(Exercise requirements)
Reproduce all lines of the listing below in which the word "warn" occurs.

######

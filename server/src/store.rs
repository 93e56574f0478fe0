//! Durable paste storage backed by a RocksDB transaction database.

use std::path::{Path, PathBuf};
use std::sync::Arc;

use chrono::{DateTime, Utc};
use once_cell::sync::OnceCell;
use rocksdb::{DBCompressionType, IteratorMode, Options, TransactionDB, TransactionDBOptions};
use thiserror::Error;
use tracing::{info, instrument, warn};

use crate::paste::Paste;

/// Key read by the health check. It can never collide with a short code.
const HEALTH_CHECK_KEY: &[u8] = b"\0healthz";

/// How long a transaction waits for a row lock before giving up with a
/// store error. Each holder keeps the lock for one read and one write, so
/// this only runs out when the backend itself is stuck.
const LOCK_TIMEOUT_MS: i64 = 10_000;

#[derive(Debug, Error)]
pub enum StoreError {
    #[error("a paste with id {0:?} already exists")]
    DuplicateKey(String),
    #[error("constraint violated: {0}")]
    ConstraintViolation(&'static str),
    #[error("store unavailable: {0}")]
    Unavailable(#[from] rocksdb::Error),
    #[error("stored paste could not be decoded: {0}")]
    Codec(#[from] bincode::Error),
}

/// Everything the consumption policy needs from persistence.
pub trait PasteStore {
    /// Inserts a new paste with `remaining_views` set to `max_views`.
    fn create(
        &self,
        id: &str,
        content: String,
        expires_at: Option<DateTime<Utc>>,
        max_views: Option<u32>,
    ) -> Result<Paste, StoreError>;

    /// Plain point read; applies no expiry or view rules.
    fn lookup(&self, id: &str) -> Result<Option<Paste>, StoreError>;

    /// Atomically takes one view off a view-limited paste. Returns the
    /// updated paste, or `None` if the paste is missing, unlimited, or
    /// already exhausted.
    fn conditional_decrement(&self, id: &str) -> Result<Option<Paste>, StoreError>;

    /// Reports whether the backing store answers; never fails.
    fn health_check(&self) -> bool;
}

/// Process-wide database handle, opened lazily on first use.
///
/// A failed open is not cached, so the next call tries again.
pub struct Connection {
    path: PathBuf,
    db: OnceCell<TransactionDB>,
}

impl Connection {
    pub fn new(path: impl Into<PathBuf>) -> Self {
        Self {
            path: path.into(),
            db: OnceCell::new(),
        }
    }

    pub fn path(&self) -> &Path {
        &self.path
    }

    pub fn get(&self) -> Result<&TransactionDB, StoreError> {
        self.db
            .get_or_try_init(|| {
                info!(path = ?self.path, "Opening paste database");
                let mut opts = Options::default();
                opts.create_if_missing(true);
                opts.set_compression_type(DBCompressionType::Zstd);
                let mut txn_opts = TransactionDBOptions::default();
                txn_opts.set_txn_lock_timeout(LOCK_TIMEOUT_MS);
                txn_opts.set_default_lock_timeout(LOCK_TIMEOUT_MS);
                TransactionDB::open(&opts, &txn_opts, &self.path)
            })
            .map_err(StoreError::from)
    }
}

pub struct RocksStore {
    conn: Arc<Connection>,
}

impl RocksStore {
    pub fn new(conn: Arc<Connection>) -> Self {
        Self { conn }
    }

    /// Deletes every paste that can no longer be read: expired at `now`, or
    /// out of views. Both states are final, so removing them is invisible to
    /// readers. Returns how many pastes were removed.
    #[instrument(skip(self), err)]
    pub fn purge_unreadable(&self, now: DateTime<Utc>) -> Result<usize, StoreError> {
        let db = self.conn.get()?;

        let mut doomed = Vec::new();
        for item in db.iterator(IteratorMode::Start) {
            let (key, value) = item?;
            match bincode::deserialize::<Paste>(&value) {
                Ok(paste) if paste.expired(now) || paste.exhausted() => doomed.push(key),
                Ok(_) => (),
                Err(e) => warn!("Skipping undecodable paste during cleanup: {}", e),
            }
        }

        if doomed.is_empty() {
            return Ok(0);
        }

        let txn = db.transaction();
        for key in &doomed {
            txn.delete(key)?;
        }
        txn.commit()?;

        Ok(doomed.len())
    }
}

impl PasteStore for RocksStore {
    #[instrument(skip(self, content), err)]
    fn create(
        &self,
        id: &str,
        content: String,
        expires_at: Option<DateTime<Utc>>,
        max_views: Option<u32>,
    ) -> Result<Paste, StoreError> {
        if max_views == Some(0) {
            return Err(StoreError::ConstraintViolation("max_views must be at least 1"));
        }

        let db = self.conn.get()?;
        let paste = Paste::new(id, content, Utc::now(), expires_at, max_views);
        let value = bincode::serialize(&paste)?;

        // Holding the key lock makes the existence check and the insert one
        // unit, the same as a primary key constraint.
        let txn = db.transaction();
        if txn.get_for_update(id, true)?.is_some() {
            return Err(StoreError::DuplicateKey(id.to_string()));
        }
        txn.put(id, value)?;
        txn.commit()?;

        Ok(paste)
    }

    #[instrument(skip(self), err)]
    fn lookup(&self, id: &str) -> Result<Option<Paste>, StoreError> {
        let db = self.conn.get()?;
        match db.get(id)? {
            Some(data) => Ok(Some(bincode::deserialize(&data)?)),
            None => Ok(None),
        }
    }

    #[instrument(skip(self), err)]
    fn conditional_decrement(&self, id: &str) -> Result<Option<Paste>, StoreError> {
        let db = self.conn.get()?;

        // The row lock is held from the read until commit or drop, so
        // concurrent decrements of the same paste run one after another and
        // each sees the count the previous one left behind.
        let txn = db.transaction();
        let data = match txn.get_for_update(id, true)? {
            Some(data) => data,
            None => return Ok(None),
        };

        let mut paste: Paste = bincode::deserialize(&data)?;
        let remaining = match paste.remaining_views.and_then(|n| n.checked_sub(1)) {
            Some(remaining) => remaining,
            None => return Ok(None),
        };

        paste.remaining_views = Some(remaining);
        txn.put(id, bincode::serialize(&paste)?)?;
        txn.commit()?;

        Ok(Some(paste))
    }

    fn health_check(&self) -> bool {
        match self
            .conn
            .get()
            .and_then(|db| db.get(HEALTH_CHECK_KEY).map_err(StoreError::from))
        {
            Ok(_) => true,
            Err(e) => {
                warn!("Health check failed: {}", e);
                false
            }
        }
    }
}

#[cfg(test)]
pub(crate) fn temp_store() -> (RocksStore, tempfile::TempDir) {
    let dir = tempfile::tempdir().expect("create temp dir");
    let conn = Arc::new(Connection::new(dir.path().join("db")));
    (RocksStore::new(conn), dir)
}

/// A store whose database can never open: its path sits under a regular
/// file.
#[cfg(test)]
pub(crate) fn unopenable_store() -> (RocksStore, tempfile::TempDir) {
    let dir = tempfile::tempdir().expect("create temp dir");
    let blocker = dir.path().join("not-a-dir");
    std::fs::write(&blocker, b"file").expect("create blocking file");
    let conn = Arc::new(Connection::new(blocker.join("db")));
    (RocksStore::new(conn), dir)
}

######

(Task output)
use tracing::{info, instrument, warn};
                Err(e) => warn!("Skipping undecodable paste during cleanup: {}", e),
                warn!("Health check failed: {}", e);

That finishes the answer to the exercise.